Sega - Bulgarien | Montag, 20. August 2012
Assange gegen Pussy Riot austauschen
Zahlreiche Regierungsvertreter aus Europa und den USA haben am Freitag gegen die Verurteilung der russischen Punkband Pussy Riot protestiert. Mit der Verfolgung von Wikileaks-Gründer Julian Assange machen sie sich aber nicht weniger schuldig als Moskau, meint die Tageszeitung Sega und schlägt einen Gefangenenaustausch wie zu Zeiten des Kalten Krieges vor: "Wenn unsere demokratischen Gesellschaften Pussy Riot mögen und Assange verabscheuen, sollten wir Moskau einen fairen Tausch vorschlagen: Eure Pussys gegen unseren Assange.
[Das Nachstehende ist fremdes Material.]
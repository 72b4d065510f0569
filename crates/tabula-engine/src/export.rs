//! Export projection: stored records written back into a workbook shaped
//! like the template they came from.
//!
//! The header band replays the capture taken at template import. When a
//! template carries no capture (legacy rows, or imports that predate
//! capture), a plain two-part header is synthesized from the schema so
//! the file still opens looking like a template.

use std::collections::HashMap;

use tabula_model::{
    normalize_decimal, CellRef, DataRecord, FieldSchema, FieldType, FieldValue, MergedRange,
};
use tabula_storage::StyleCell;
use tabula_xlsx::{ResolvedStyle, SheetWriter};

use crate::error::Result;

/// Grey band behind synthesized label rows.
const LABEL_FILL_ARGB: &str = "FFC0C0C0";

pub(crate) fn write_workbook(
    sheet_name: &str,
    schema: &FieldSchema,
    header: &[StyleCell],
    merges: &[MergedRange],
    records: &[(DataRecord, Vec<FieldValue>)],
) -> Result<Vec<u8>> {
    let mut columns = Vec::with_capacity(schema.len());
    for field in &schema.fields {
        columns.push(field.column()?);
    }

    let mut writer = SheetWriter::new(sheet_name);
    if header.is_empty() {
        synthesize_header(&mut writer, sheet_name, schema, &columns);
    } else {
        replay_header(&mut writer, header, merges);
    }

    let mut row = schema.data_start_row;
    for (_, values) in records {
        let by_key: HashMap<&str, &FieldValue> = values
            .iter()
            .map(|value| (value.storage_key.as_str(), value))
            .collect();
        for (i, field) in schema.fields.iter().enumerate() {
            let Some(value) = by_key.get(field.storage_key.as_str()) else {
                continue;
            };
            if value.value.is_empty() {
                continue;
            }
            write_value(&mut writer, row, columns[i], field.field_type, &value.value);
        }
        row += 1;
    }

    Ok(writer.finish()?)
}

/// Numbers round-trip as numeric cells when the stored text still parses
/// as one; everything else stays text.
fn write_value(writer: &mut SheetWriter, row: u32, col: u32, field_type: FieldType, raw: &str) {
    match field_type {
        FieldType::Number => match normalize_decimal(raw) {
            Some(plain) => writer.set_number(row, col, plain),
            None => writer.set_text(row, col, raw),
        },
        _ => writer.set_text(row, col, raw),
    }
}

fn replay_header(writer: &mut SheetWriter, header: &[StyleCell], merges: &[MergedRange]) {
    let mut seen: Vec<MergedRange> = Vec::new();
    for merge in merges {
        if !seen.contains(merge) {
            seen.push(*merge);
            writer.merge(*merge);
        }
    }
    for cell in header {
        let style = match serde_json::from_value::<ResolvedStyle>(cell.style.clone()) {
            Ok(style) => style,
            Err(err) => {
                log::warn!(
                    "stored style at ({}, {}) not decodable, replaying plain: {err}",
                    cell.row,
                    cell.col
                );
                ResolvedStyle::default()
            }
        };
        let style_id = writer.register_style(&style);
        writer.set_text_styled(cell.row, cell.col, cell.value.clone(), style_id);
    }
}

/// Two-part fallback header: a merged title row and a bordered label row
/// at the bottom of the band. A one-row band has no room for the title,
/// so only the labels go out.
fn synthesize_header(writer: &mut SheetWriter, title: &str, schema: &FieldSchema, columns: &[u32]) {
    let width = schema.width().max(1);
    let label_row = schema.header_rows.saturating_sub(1);

    if label_row > 0 {
        let title_style = writer.register_style(&ResolvedStyle {
            font_size_100pt: Some(1600),
            bold: true,
            h_align: Some("center".to_string()),
            v_align: Some("center".to_string()),
            ..ResolvedStyle::default()
        });
        writer.set_text_styled(0, 0, title, title_style);
        if width > 1 {
            writer.merge(MergedRange::new(
                CellRef::new(0, 0),
                CellRef::new(0, width - 1),
            ));
        }
    }
    let label_style = writer.register_style(&ResolvedStyle {
        bold: true,
        fill_rgb: Some(LABEL_FILL_ARGB.to_string()),
        border_left: true,
        border_right: true,
        border_top: true,
        border_bottom: true,
        h_align: Some("center".to_string()),
        v_align: Some("center".to_string()),
        ..ResolvedStyle::default()
    });
    for (field, &col) in schema.fields.iter().zip(columns) {
        writer.set_text_styled(label_row, col, field.label.clone(), label_style);
    }
}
Dann wird sich zeigen, wer seine Prinzipien besser einhält, ob Europa sich als gute Bühne für die Pussys erweist und Moskau froh ist, wenn Assange seine diplomatischen Archive durchforstet. ... Wir müssen nur einen geeigneten Ort für die Gefangenenübergabe finden, wie einst die Glienicker Brücke in Potsdam. Doch diesen Ort gibt es aber heutzutage nicht mehr. Die Welt teilt sich nicht mehr in Gut und Böse. Alle schwören auf ein und dieselben demokratischen Werte, solange sie für die anderen gelten und nicht für sie selbst."